Fig. 1: Evaluation of different Cas12a-gRNA combinations at room temperature (24 °C).

a Schematic of a fluorescence trans-cleavage assay. Here, the reporter comprises a fluorophore linked to a quencher by a short piece of ssDNA. The gRNA is programmed to recognize a particular locus of the SARS-CoV-2 genome. In the absence of the virus, the reporter molecule is intact and thus no fluorescence is observed. However, when the virus is present, the Cas12a RNP will bind to and cleave its programmed target, become hyperactivated, and cut the linker between the fluorophore and quencher, thereby generating a fluorescence signal. b Organization of the SARS-CoV-2 genome. Genes encoding structural proteins are indicated by green boxes, while genes encoding accessory proteins are indicated by cyan boxes.
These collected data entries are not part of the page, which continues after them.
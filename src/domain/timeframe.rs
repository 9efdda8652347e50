use anyhow::{Result, anyhow};
use serde::{Deserialize, Serialize};
use std::fmt;
use std::str::FromStr;

/// Candle interval used for strategy evaluation and data fetching.
#[derive(Debug, Clone, Copy, PartialEq, Eq, Hash, PartialOrd, Ord, Serialize, Deserialize)]
#[serde(rename_all = "lowercase")]
pub enum Timeframe {
    #[serde(rename = "1m")]
    OneMin,
    #[serde(rename = "3m")]
    ThreeMin,
    #[serde(rename = "5m")]
    FiveMin,
    #[serde(rename = "15m")]
    FifteenMin,
    #[serde(rename = "30m")]
    ThirtyMin,
    #[serde(rename = "1h")]
    OneHour,
    #[serde(rename = "4h")]
    FourHour,
    #[serde(rename = "1d")]
    OneDay,
}

impl Timeframe {
    /// Duration of one candle in minutes.
    pub fn minutes(&self) -> i64 {
        match self {
            Timeframe::OneMin => 1,
            Timeframe::ThreeMin => 3,
            Timeframe::FiveMin => 5,
            Timeframe::FifteenMin => 15,
            Timeframe::ThirtyMin => 30,
            Timeframe::OneHour => 60,
            Timeframe::FourHour => 240,
            Timeframe::OneDay => 1440,
        }
    }

    pub fn seconds(&self) -> i64 {
        self.minutes() * 60
    }

    /// Canonical short label, also the wire format ("1m", "4h", ...).
    pub fn label(&self) -> &'static str {
        match self {
            Timeframe::OneMin => "1m",
            Timeframe::ThreeMin => "3m",
            Timeframe::FiveMin => "5m",
            Timeframe::FifteenMin => "15m",
            Timeframe::ThirtyMin => "30m",
            Timeframe::OneHour => "1h",
            Timeframe::FourHour => "4h",
            Timeframe::OneDay => "1d",
        }
    }

    /// Interval string for the Hyperliquid candle endpoint.
    pub fn to_hyperliquid_interval(&self) -> &'static str {
        self.label()
    }

    /// Interval string for the Gate.io futures candlestick endpoint.
    pub fn to_gateio_interval(&self) -> &'static str {
        self.label()
    }

    /// All timeframes in ascending order.
    pub fn all() -> Vec<Timeframe> {
        vec![
            Timeframe::OneMin,
            Timeframe::ThreeMin,
            Timeframe::FiveMin,
            Timeframe::FifteenMin,
            Timeframe::ThirtyMin,
            Timeframe::OneHour,
            Timeframe::FourHour,
            Timeframe::OneDay,
        ]
    }

    /// Timeframes analyzed when an onboarding request does not narrow them down.
    pub fn defaults() -> Vec<Timeframe> {
        vec![
            Timeframe::FifteenMin,
            Timeframe::ThirtyMin,
            Timeframe::OneHour,
            Timeframe::FourHour,
            Timeframe::OneDay,
        ]
    }

    /// Start timestamp (ms) of the period containing `timestamp_ms`.
    pub fn period_start_ms(&self, timestamp_ms: i64) -> i64 {
        let period_sec = self.seconds();
        let timestamp_sec = timestamp_ms / 1000;
        (timestamp_sec - timestamp_sec % period_sec) * 1000
    }

    /// Whether `timestamp_ms` falls exactly on a period boundary.
    pub fn is_period_start(&self, timestamp_ms: i64) -> bool {
        self.period_start_ms(timestamp_ms) == timestamp_ms
    }
}

impl FromStr for Timeframe {
    type Err = anyhow::Error;

    fn from_str(s: &str) -> Result<Self> {
        match s.to_lowercase().as_str() {
            "1m" | "1min" => Ok(Timeframe::OneMin),
            "3m" | "3min" => Ok(Timeframe::ThreeMin),
            "5m" | "5min" => Ok(Timeframe::FiveMin),
            "15m" | "15min" => Ok(Timeframe::FifteenMin),
            "30m" | "30min" => Ok(Timeframe::ThirtyMin),
            "1h" | "1hour" => Ok(Timeframe::OneHour),
            "4h" | "4hour" => Ok(Timeframe::FourHour),
            "1d" | "1day" => Ok(Timeframe::OneDay),
            _ => Err(anyhow!(
                "Invalid timeframe: '{}'. Valid options: 1m, 3m, 5m, 15m, 30m, 1h, 4h, 1d",
                s
            )),
        }
    }
}

impl fmt::Display for Timeframe {
    fn fmt(&self, f: &mut fmt::Formatter<'_>) -> fmt::Result {
        write!(f, "{}", self.label())
    }
}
Although ORF10 is annotated in the genome, there is currently no evidence of its expression⁷¹. The locations of the new gRNAs are shown by pink bars below the genes, while the N-Mam locus is shown by a red bar. c Fluorescence measurements using a microplate reader after 30 min of cleavage reaction. 1E11 copies of the relevant DNA target were present in a 50 μl reaction. All readings were normalized to the no template control (NTC) at the start of the experiment. The N1 gRNA gave an unexpected result, whereby it triggered the collateral activity of AsCas12a and its variants without a template. Data represent mean ± s.e.m. (n = 3 [N-Mam, O1, O2, S2, S3], 4 [S1], or 6 [N1] biological replicates). d Sequences of perfect matched (PM) or mismatched (MM) spacers targeting the N-Mam locus. Each mismatched position is indicated by a bold red letter. e Heatmap showing the tolerance of various Cas12a enzymes to mismatched N-Mam gRNAs. The fluorescence readings are scaled between 0 and 1, where 1 is the highest measurement obtained and 0 is the background signal for NTC at the start of the experiment. f Sequences of perfect matched (PM) or mismatched (MM) spacers targeting the S2 locus. Each mismatched position is indicated by a bold red letter. g Heatmap showing the tolerance of various Cas12a enzymes to mismatched S2 gRNAs. The fluorescence readings are scaled between 0 and 1, where 1 is the highest measurement obtained and 0 is the background signal for NTC at the start of the experiment. Source data are available in the Source Data file.